Katerelos is a polyglot, fluent in German, French, Italian, Spanish, Russian, Turkish, and English, in addition to his mother tongue, Modern Greek. He also possesses an advanced mastery of Ancient Greek and Latin.

== Pastoral service ==
His pastoral ministry began in Church of Greece in 1983 when Meletios (Kalamaras), Metropolitan Bishop of Nikopolis and Preveza tonsured Katerelos a monk in Preveza, Greece, and shortly thereafter ordained him to the diaconate. He later served the Holy Metropolis of Thebes and Livadeia. Katerelos also served a number of parishes in the Metropolis of Germany, where he was instrumental in the construction of Saints Peter and Paul Greek Orthodox Church in Stuttgart. The Holy Synod of the Ecumenical Patriarchate elected him to bishop of Abydos on February 7, 2008, and elevated him to the episcopacy on February 23, 2008, at the Patriarchal Church of St. George in the Phanar (Istanbul, Turkey). While bishop of Abydos, he served a district of Athenian parishes in a pastoral capacity in addition to his academic projects. On February 16, 2021, the Holy Synod of the Ecumenical Patriarchate elected him Metropolitan of Krini and Exarch of Malta.

== Academic career ==
Katerelos is a tenured professor of theology at the University of Athens, where he holds a full-time academic chair. Additionally, He served as Dean of the Department of Social Theology from 2007 to 2009. In 2015, he was visiting professor of Canon Law at the Holy Cross Greek Orthodox School of Theology in Boston, Massachusetts, where the student body elected him Professor of the Year. In 2016, the Faculty of Theology at Ovidius University of Constanta, Romania awarded him an honorary doctorate.

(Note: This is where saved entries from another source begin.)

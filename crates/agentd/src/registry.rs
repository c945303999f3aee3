// SPDX-License-Identifier: BUSL-1.1
// Copyright (c) 2026 Alfred Jean LLC

//! Process-wide agent registry (spec §3, §4.4 "Registry maintenance").
//! Persisted as `agents.json` via atomic file replace; rebuilt on start.

use std::collections::HashMap;
use std::path::{Path, PathBuf};
use std::time::{SystemTime, UNIX_EPOCH};

use parking_lot::RwLock;
use serde::{Deserialize, Serialize};

use crate::relay::switchboard::RegistryHook;

/// A registry entry for one known agent name.
#[derive(Debug, Clone, Serialize, Deserialize)]
pub struct AgentRecord {
    pub id: String,
    pub provider: String,
    pub working_dir: PathBuf,
    pub first_seen_ms: u64,
    pub last_seen_ms: u64,
    pub messages_sent: u64,
    pub messages_received: u64,
    pub profile: Option<serde_json::Value>,
    /// Free-form labels so external policy sources can select subsets of
    /// agents without re-deriving them from `provider`/`working_dir`.
    pub tags: Vec<String>,
}

impl AgentRecord {
    pub fn new(id: impl Into<String>, provider: impl Into<String>, working_dir: PathBuf) -> Self {
        let now = now_ms();
        Self {
            id: id.into(),
            provider: provider.into(),
            working_dir,
            first_seen_ms: now,
            last_seen_ms: now,
            messages_sent: 0,
            messages_received: 0,
            profile: None,
            tags: Vec::new(),
        }
    }
}

#[derive(Debug, Default, Serialize, Deserialize)]
struct RegistryFile {
    agents: HashMap<String, AgentRecord>,
}

/// Process-wide mapping from agent `name` to `AgentRecord`, guarded by a
/// mutex and persisted through atomic file replace (spec §5: "Registry:
/// process-wide map behind a mutex; atomic persistence").
pub struct Registry {
    path: PathBuf,
    agents: RwLock<HashMap<String, AgentRecord>>,
}

impl Registry {
    /// Load `agents.json` from `data_dir` if present, else start empty.
    pub fn load(data_dir: &Path) -> anyhow::Result<Self> {
        let path = data_dir.join("agents.json");
        let agents = if path.exists() {
            let contents = std::fs::read_to_string(&path)?;
            let file: RegistryFile = serde_json::from_str(&contents)?;
            file.agents
        } else {
            HashMap::new()
        };
        Ok(Self { path, agents: RwLock::new(agents) })
    }

    pub fn upsert(&self, name: impl Into<String>, record: AgentRecord) -> anyhow::Result<()> {
        self.agents.write().insert(name.into(), record);
        self.persist()
    }

    pub fn get(&self, name: &str) -> Option<AgentRecord> {
        self.agents.read().get(name).cloned()
    }

    pub fn remove(&self, name: &str) -> anyhow::Result<()> {
        self.agents.write().remove(name);
        self.persist()
    }

    pub fn touch_last_seen(&self, name: &str) -> anyhow::Result<()> {
        let mut agents = self.agents.write();
        if let Some(record) = agents.get_mut(name) {
            record.last_seen_ms = now_ms();
        }
        drop(agents);
        self.persist()
    }

    pub fn all(&self) -> Vec<(String, AgentRecord)> {
        self.agents.read().iter().map(|(k, v)| (k.clone(), v.clone())).collect()
    }

    fn persist(&self) -> anyhow::Result<()> {
        let file = RegistryFile { agents: self.agents.read().clone() };
        let json = serde_json::to_vec_pretty(&file)?;
        let dir = self.path.parent().unwrap_or_else(|| Path::new("."));
        std::fs::create_dir_all(dir)?;
        let mut tmp = tempfile::NamedTempFile::new_in(dir)?;
        use std::io::Write;
        tmp.write_all(&json)?;
        tmp.as_file().sync_all()?;
        tmp.persist(&self.path)?;
        Ok(())
    }
}

impl RegistryHook for Registry {
    fn record_sent(&self, agent_name: &str) {
        let mut agents = self.agents.write();
        if let Some(record) = agents.get_mut(agent_name) {
            record.messages_sent += 1;
            record.last_seen_ms = now_ms();
        }
        drop(agents);
        let _ = self.persist();
    }

    fn record_received(&self, agent_name: &str) {
        let mut agents = self.agents.write();
        if let Some(record) = agents.get_mut(agent_name) {
            record.messages_received += 1;
            record.last_seen_ms = now_ms();
        }
        drop(agents);
        let _ = self.persist();
    }
}

fn now_ms() -> u64 {
    SystemTime::now().duration_since(UNIX_EPOCH).map(|d| d.as_millis() as u64).unwrap_or(0)
}

#[cfg(test)]
#[path = "registry_tests.rs"]
mod tests;
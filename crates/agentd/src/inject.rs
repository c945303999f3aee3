// SPDX-License-Identifier: BUSL-1.1
// Copyright (c) 2026 Alfred Jean LLC

//! Injection Engine (spec §4.3): delivers a queued message to a child PTY
//! as if a human had typed it, gated on the Idle Detector.

use std::collections::VecDeque;
use std::time::Duration;

use bytes::Bytes;
use parking_lot::Mutex;
use tokio_util::sync::CancellationToken;
use tracing::warn;

use crate::idle::IdleDetector;
use crate::relay::Envelope;
use crate::wrapper::Wrapper;

/// One step of a rendered injection: bytes to write, then an optional
/// delay before the next step. Mirrors the teacher's `NudgeStep`
/// type/delay/submit shape.
#[derive(Debug, Clone)]
pub struct InjectionStep {
    pub bytes: Bytes,
    pub delay_after: Option<Duration>,
}

/// Render an envelope as a stable, human-readable block a recipient can
/// pattern-match out of band, followed by a submit sequence.
pub fn render(envelope: &Envelope, submit_delay: Duration) -> Vec<InjectionStep> {
    let mut block = String::new();
    block.push_str("[[RELAY]]\n");
    block.push_str(&format!("from: {}\n", envelope.from));
    if let Some(thread) = &envelope.thread {
        block.push_str(&format!("thread: {thread}\n"));
    }
    block.push_str(&envelope.body);
    block.push_str("\n[[/RELAY]]");

    vec![
        InjectionStep { bytes: Bytes::from(block), delay_after: Some(submit_delay) },
        InjectionStep { bytes: Bytes::from_static(b"\r"), delay_after: None },
    ]
}

struct QueuedMessage {
    envelope: Envelope,
    attempts: u32,
}

/// Aggregate counters exposed per agent (spec §4.3).
#[derive(Debug, Default, Clone, Copy, serde::Serialize)]
pub struct InjectionMetrics {
    pub total: u64,
    pub success_first_try: u64,
    pub success_with_retry: u64,
    pub failed: u64,
    pub average_wait_ms: f64,
}

impl InjectionMetrics {
    fn record_success(&mut self, attempts: u32, wait_ms: u64) {
        self.total += 1;
        if attempts <= 1 {
            self.success_first_try += 1;
        } else {
            self.success_with_retry += 1;
        }
        let delivered = (self.success_first_try + self.success_with_retry) as f64;
        self.average_wait_ms += (wait_ms as f64 - self.average_wait_ms) / delivered.max(1.0);
    }

    fn record_failure(&mut self) {
        self.total += 1;
        self.failed += 1;
    }

    pub fn success_rate(&self) -> f64 {
        if self.total == 0 {
            return 1.0;
        }
        (self.success_first_try + self.success_with_retry) as f64 / self.total as f64
    }
}

struct QueueState {
    messages: VecDeque<QueuedMessage>,
    metrics: InjectionMetrics,
}

/// Per-recipient bounded FIFO plus the idle-gated delivery loop.
pub struct InjectionEngine {
    capacity: usize,
    inject_timeout: Duration,
    max_attempts: u32,
    submit_delay: Duration,
    state: Mutex<QueueState>,
}

impl InjectionEngine {
    pub fn new(
        capacity: usize,
        inject_timeout: Duration,
        max_attempts: u32,
        submit_delay: Duration,
    ) -> Self {
        Self {
            capacity,
            inject_timeout,
            max_attempts,
            submit_delay,
            state: Mutex::new(QueueState {
                messages: VecDeque::new(),
                metrics: InjectionMetrics::default(),
            }),
        }
    }

    /// Enqueue a message. Overflow policy: drop the oldest non-urgent
    /// message; if every queued message is urgent, drop the oldest urgent
    /// one instead of refusing the incoming message (spec §4.3, §5).
    pub fn enqueue(&self, envelope: Envelope) {
        let mut state = self.state.lock();
        if state.messages.len() >= self.capacity {
            let dropped_index = state.messages.iter().position(|m| !m.envelope.is_urgent());
            let dropped = match dropped_index {
                Some(idx) => state.messages.remove(idx).expect("index in bounds"),
                None => state.messages.pop_front().expect("queue at capacity is non-empty"),
            };
            warn!(
                recipient = %dropped.envelope.to,
                dropped_id = %dropped.envelope.id,
                urgent = dropped.envelope.is_urgent(),
                "injection queue full, dropped oldest message"
            );
        }
        state.messages.push_back(QueuedMessage { envelope, attempts: 0 });
    }

    pub fn pending(&self) -> usize {
        self.state.lock().messages.len()
    }

    pub fn metrics(&self) -> InjectionMetrics {
        self.state.lock().metrics
    }

    /// Drain the queue, reporting `injection-failed` for each remaining
    /// message (spec §4.1: "a process that exits mid-injection discards
    /// its queue with per-message `injection-failed` notifications").
    pub async fn discard_all(&self, wrapper: &Wrapper) {
        let drained: Vec<QueuedMessage> = {
            let mut state = self.state.lock();
            state.messages.drain(..).collect()
        };
        for message in drained {
            wrapper.report_injection_failed(message.envelope.id, message.attempts.max(1)).await;
        }
    }

    /// Run the idle-gated delivery loop until `shutdown` fires. One
    /// instance per agent; a per-wrapper `isInjecting` state (tracked on
    /// the wrapper itself) ensures only one injection is in flight.
    pub async fn run(&self, wrapper: Wrapper, idle: IdleDetector, shutdown: CancellationToken) {
        loop {
            let next = {
                let state = self.state.lock();
                state.messages.front().map(|m| m.envelope.clone())
            };
            let Some(envelope) = next else {
                tokio::select! {
                    _ = tokio::time::sleep(Duration::from_millis(100)) => continue,
                    _ = shutdown.cancelled() => return,
                }
            };

            let wait_start = tokio::time::Instant::now();
            let idle_result = tokio::select! {
                result = idle.wait_for_idle(self.inject_timeout, Duration::from_millis(100)) => result,
                _ = shutdown.cancelled() => return,
            };

            if !idle_result.is_idle {
                let attempts = {
                    let mut state = self.state.lock();
                    if let Some(front) = state.messages.front_mut() {
                        front.attempts += 1;
                        front.attempts
                    } else {
                        continue;
                    }
                };
                if attempts >= self.max_attempts {
                    let popped = {
                        let mut state = self.state.lock();
                        let popped = state.messages.pop_front();
                        if popped.is_some() {
                            state.metrics.record_failure();
                        }
                        popped
                    };
                    if let Some(message) = popped {
                        wrapper.report_injection_failed(message.envelope.id, attempts).await;
                    }
                } else {
                    let backoff = Duration::from_millis(100 * 2u64.pow(attempts.min(5)))
                        .min(Duration::from_secs(2));
                    tokio::time::sleep(backoff).await;
                }
                continue;
            }

            wrapper.set_injecting(true).await;
            let steps = render(&envelope, self.submit_delay);
            let mut write_failed = false;
            for step in steps {
                if wrapper.write(step.bytes).await.is_err() {
                    write_failed = true;
                    break;
                }
                if let Some(delay) = step.delay_after {
                    tokio::time::sleep(delay).await;
                }
            }
            wrapper.set_injecting(false).await;

            let failed_delivery = {
                let mut state = self.state.lock();
                let Some(message) = state.messages.pop_front() else { continue };
                if write_failed {
                    if message.attempts + 1 >= self.max_attempts {
                        state.metrics.record_failure();
                        Some((message.envelope.id, message.attempts + 1))
                    } else {
                        state.messages.push_front(QueuedMessage {
                            envelope: message.envelope,
                            attempts: message.attempts + 1,
                        });
                        None
                    }
                } else {
                    let wait_ms = wait_start.elapsed().as_millis() as u64;
                    state.metrics.record_success(message.attempts + 1, wait_ms);
                    None
                }
            };
            if let Some((id, attempts)) = failed_delivery {
                wrapper.report_injection_failed(id, attempts).await;
            }
        }
    }
}

#[cfg(test)]
#[path = "inject_tests.rs"]
mod tests;
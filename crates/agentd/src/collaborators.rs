// SPDX-License-Identifier: BUSL-1.1
// Copyright (c) 2026 Alfred Jean LLC

//! External interfaces the core consumes but does not implement (spec §6
//! "Delegated collaborators"). These are explicitly out of scope for this
//! crate: an HTTP dashboard, a cloud persistence sink, an OAuth/workspace
//! policy source, and a scaling policy. The core only needs trait-shaped
//! seams so a host binary can wire real implementations in without this
//! crate depending on HTTP, cloud SDKs, or billing concerns.

use async_trait::async_trait;

use crate::events::ManagerEvent;

/// What the core needs from an HTTP/WebSocket dashboard: none, directly —
/// the dashboard calls back into the public [`crate::agent::manager::AgentManager`]
/// API and subscribes to its event stream. This trait exists only to name
/// the seam so a host binary's dashboard adapter has a documented contract
/// to implement, without pulling `axum`/`tower` into this crate.
pub trait DashboardApi: Send + Sync {
    fn on_event(&self, event: &ManagerEvent);
}

/// Optional sink for `summary` and `session-end` events (spec §6). The
/// core invokes this and tolerates errors — logs only, never blocks or
/// retries.
#[async_trait]
pub trait CloudPersistenceSink: Send + Sync {
    async fn on_summary(&self, agent_id: &str, body: &str) -> anyhow::Result<()>;
    async fn on_session_end(&self, agent_id: &str, body: &str) -> anyhow::Result<()>;
}

/// No-op sink used when no cloud collaborator is configured.
pub struct NullCloudPersistenceSink;

#[async_trait]
impl CloudPersistenceSink for NullCloudPersistenceSink {
    async fn on_summary(&self, _agent_id: &str, _body: &str) -> anyhow::Result<()> {
        Ok(())
    }

    async fn on_session_end(&self, _agent_id: &str, _body: &str) -> anyhow::Result<()> {
        Ok(())
    }
}

/// Source of workspace-scoped policy the core consults but never owns
/// (e.g. an external OAuth/workspace-membership service). The core treats
/// a denial as "do not spawn", never as a crash.
pub trait WorkspacePolicySource: Send + Sync {
    fn may_spawn(&self, workspace_id: &str, provider: &str) -> bool;
}

/// Allows every spawn; the default when no external policy source is
/// configured.
pub struct PermissiveWorkspacePolicy;

impl WorkspacePolicySource for PermissiveWorkspacePolicy {
    fn may_spawn(&self, _workspace_id: &str, _provider: &str) -> bool {
        true
    }
}

/// Scaling policy consulted before spawning another agent in a workspace
/// (e.g. a container-quota service). Container spawning itself is out of
/// scope; this trait only names the decision point.
pub trait ScalingPolicy: Send + Sync {
    fn may_spawn_additional(&self, workspace_id: &str, current_count: usize) -> bool;
}

/// Unbounded scaling; the default when no external scaling policy is
/// configured.
pub struct UnboundedScalingPolicy;

impl ScalingPolicy for UnboundedScalingPolicy {
    fn may_spawn_additional(&self, _workspace_id: &str, _current_count: usize) -> bool {
        true
    }
}
// SPDX-License-Identifier: BUSL-1.1
// Copyright (c) 2026 Alfred Jean LLC

use std::path::PathBuf;

use clap::Parser;

/// Local orchestrator for multiple long-running interactive CLI agents.
#[derive(Debug, Clone, Parser)]
#[command(name = "agentd", version, about)]
pub struct Config {
    /// Directory holding per-agent ledgers, the agent-id index, and the
    /// agent registry.
    #[arg(long, env = "AGENTD_DATA_DIR")]
    pub data_dir: Option<PathBuf>,

    /// Terminal columns for spawned PTYs.
    #[arg(long, env = "AGENTD_COLS", default_value = "120")]
    pub cols: u16,

    /// Terminal rows for spawned PTYs.
    #[arg(long, env = "AGENTD_ROWS", default_value = "30")]
    pub rows: u16,

    /// Rolling output buffer size in bytes, per agent.
    #[arg(long, env = "AGENTD_RING_SIZE", default_value = "65536")]
    pub ring_size: usize,

    /// Minimum silence, in milliseconds, before the idle detector starts
    /// assigning confidence.
    #[arg(long, env = "AGENTD_IDLE_MIN_SILENCE_MS", default_value = "1500")]
    pub idle_min_silence_ms: u64,

    /// Confidence threshold at/above which `waitForIdle` resolves.
    #[arg(long, env = "AGENTD_IDLE_THRESHOLD", default_value = "0.7")]
    pub idle_threshold: f64,

    /// Per-message timeout waiting for an idle window before the attempt
    /// counter is incremented.
    #[arg(long, env = "AGENTD_INJECT_TIMEOUT_MS", default_value = "30000")]
    pub inject_timeout_ms: u64,

    /// Maximum injection attempts before a message is dropped with
    /// `injection-failed`.
    #[arg(long, env = "AGENTD_INJECT_MAX_ATTEMPTS", default_value = "5")]
    pub inject_max_attempts: u32,

    /// Delay between writing message content and the submit sequence.
    #[arg(long, env = "AGENTD_INJECT_SUBMIT_DELAY_MS", default_value = "1000")]
    pub inject_submit_delay_ms: u64,

    /// Per-recipient pending-injection queue capacity.
    #[arg(long, env = "AGENTD_QUEUE_CAPACITY", default_value = "200")]
    pub queue_capacity: usize,

    /// Size of the per-recipient delivered-id dedupe set.
    #[arg(long, env = "AGENTD_DEDUPE_CAPACITY", default_value = "1000")]
    pub dedupe_capacity: usize,

    /// Supervisor liveness-check cadence.
    #[arg(long, env = "AGENTD_SUPERVISOR_INTERVAL_MS", default_value = "2000")]
    pub supervisor_interval_ms: u64,

    /// Maximum automatic restarts within `backoff_window_secs`.
    #[arg(long, env = "AGENTD_MAX_RESTARTS", default_value = "5")]
    pub max_restarts: u32,

    /// Window, in seconds, over which `max_restarts` is counted.
    #[arg(long, env = "AGENTD_BACKOFF_WINDOW_SECS", default_value = "60")]
    pub backoff_window_secs: u64,

    /// Whether a clean (exit code 0) exit should still trigger restart
    /// context reinjection. Resolves the open question in spec.md §9:
    /// default false, i.e. clean exits are treated as intentional stops.
    #[arg(long, env = "AGENTD_RESTART_ON_CLEAN_EXIT")]
    pub restart_on_clean_exit: bool,

    /// Whether the supervisor auto-injects the latest ledger summary as a
    /// system message before the first user input after a restart.
    #[arg(long, env = "AGENTD_AUTO_INJECT_ON_RESTART", default_value = "true")]
    pub auto_inject_on_restart: bool,

    /// Marker prefix for relay commands (spec default `->relay:`).
    #[arg(long, env = "AGENTD_RELAY_PREFIX", default_value = "->relay:")]
    pub relay_prefix: String,

    /// Marker prefix for continuity commands (spec default `->continuity:`).
    #[arg(long, env = "AGENTD_CONTINUITY_PREFIX", default_value = "->continuity:")]
    pub continuity_prefix: String,

    /// Log format: `json` or `text`.
    #[arg(long, env = "AGENTD_LOG_FORMAT", default_value = "json")]
    pub log_format: String,

    /// Log level: trace, debug, info, warn, error.
    #[arg(long, env = "AGENTD_LOG_LEVEL", default_value = "info")]
    pub log_level: String,

    /// Replay a previously persisted data directory read-only, without
    /// spawning any agents, for offline inspection.
    #[arg(long, env = "AGENTD_REPLAY")]
    pub replay: Option<PathBuf>,
}

impl Default for Config {
    fn default() -> Self {
        Self::parse_from(["agentd"])
    }
}

impl Config {
    /// Validate flag combinations after parsing.
    pub fn validate(&self) -> anyhow::Result<()> {
        if !(0.0..=1.0).contains(&self.idle_threshold) {
            anyhow::bail!("--idle-threshold must be in [0.0, 1.0]");
        }
        if self.inject_max_attempts == 0 {
            anyhow::bail!("--inject-max-attempts must be at least 1");
        }
        if self.replay.is_some() && self.data_dir.is_some() {
            anyhow::bail!("--replay is a read-only reconstruction of --data-dir; specify only one");
        }
        Ok(())
    }

    /// Resolve the data directory, defaulting to
    /// `$XDG_STATE_HOME/agentd` (or `~/.local/state/agentd`).
    pub fn resolved_data_dir(&self) -> PathBuf {
        if let Some(dir) = &self.data_dir {
            return dir.clone();
        }
        let state_home = std::env::var("XDG_STATE_HOME").unwrap_or_else(|_| {
            let home = std::env::var("HOME").unwrap_or_default();
            format!("{home}/.local/state")
        });
        PathBuf::from(state_home).join("agentd")
    }
}

#[cfg(test)]
#[path = "config_tests.rs"]
mod tests;
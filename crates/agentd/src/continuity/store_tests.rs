// SPDX-License-Identifier: BUSL-1.1
// Copyright (c) 2026 Alfred Jean LLC

use super::*;

#[tokio::test]
async fn create_then_load_round_trips() {
    let dir = tempfile::tempdir().expect("tempdir");
    let store = LedgerStore::open(dir.path()).expect("open");
    store.create("alice", "claude", "sess-1", "agent-1").await.expect("create");

    let loaded = store.load("alice").expect("loaded");
    assert_eq!(loaded.agent_id, "agent-1");
    assert_eq!(loaded.cli, "claude");
}

#[test]
fn sanitize_rejects_path_separators() {
    assert!(sanitize("../evil").is_err());
    assert!(sanitize("a/b").is_err());
    assert!(sanitize("").is_err());
    assert!(sanitize("alice").is_ok());
}

#[tokio::test]
async fn update_merges_and_preserves_identity() {
    let dir = tempfile::tempdir().expect("tempdir");
    let store = LedgerStore::open(dir.path()).expect("open");
    store.create("alice", "claude", "sess-1", "agent-1").await.expect("create");

    let updated = store
        .update("alice", |ledger| ledger.current_task = Some("build thing".to_string()))
        .await
        .expect("update ok")
        .expect("ledger present");
    assert_eq!(updated.current_task.as_deref(), Some("build thing"));
    assert_eq!(updated.agent_id, "agent-1");
}

#[tokio::test]
async fn update_on_missing_agent_returns_none() {
    let dir = tempfile::tempdir().expect("tempdir");
    let store = LedgerStore::open(dir.path()).expect("open");
    let result = store.update("ghost", |_| {}).await.expect("no error");
    assert!(result.is_none());
}

#[tokio::test]
async fn find_by_agent_id_uses_index_then_falls_back_to_scan() {
    let dir = tempfile::tempdir().expect("tempdir");
    let store = LedgerStore::open(dir.path()).expect("open");
    store.create("alice", "claude", "sess-1", "agent-1").await.expect("create");

    let found = store.find_by_agent_id("agent-1").expect("found via index");
    assert_eq!(found.agent_name, "alice");

    // Corrupt the index to force a scan-and-repair path.
    let fresh_store = LedgerStore::open(dir.path()).expect("reopen");
    fresh_store.index.lock().insert("agent-1".to_string(), "wrong-name".to_string());
    let found_again = fresh_store.find_by_agent_id("agent-1").expect("found via scan");
    assert_eq!(found_again.agent_name, "alice");
}

#[tokio::test]
async fn search_is_case_insensitive_and_ranked_by_recency() {
    let dir = tempfile::tempdir().expect("tempdir");
    let store = LedgerStore::open(dir.path()).expect("open");
    store.create("alice", "claude", "sess-1", "agent-1").await.expect("create");
    store.create("bob", "codex", "sess-2", "agent-2").await.expect("create");
    store
        .update("alice", |l| l.current_task = Some("Deploy PARSER module".to_string()))
        .await
        .expect("update ok");

    let results = store.search("parser", 5);
    assert_eq!(results.len(), 1);
    assert_eq!(results[0].agent_name, "alice");
}

#[tokio::test]
async fn rebuild_index_recovers_from_scratch() {
    let dir = tempfile::tempdir().expect("tempdir");
    let store = LedgerStore::open(dir.path()).expect("open");
    store.create("alice", "claude", "sess-1", "agent-1").await.expect("create");
    store.rebuild_index().expect("rebuild");

    let found = store.find_by_agent_id("agent-1").expect("found");
    assert_eq!(found.agent_name, "alice");
}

As of 2017, Katerelos is President Emeritus of the Society for the Law of Eastern Churches, after serving as its president for the better part of a decade.

Katerelos is an international academic authority. He has written several books and articles. His research interests include Historical Dogmatics, Primacy, Theology of Religions, and Liberation Theology.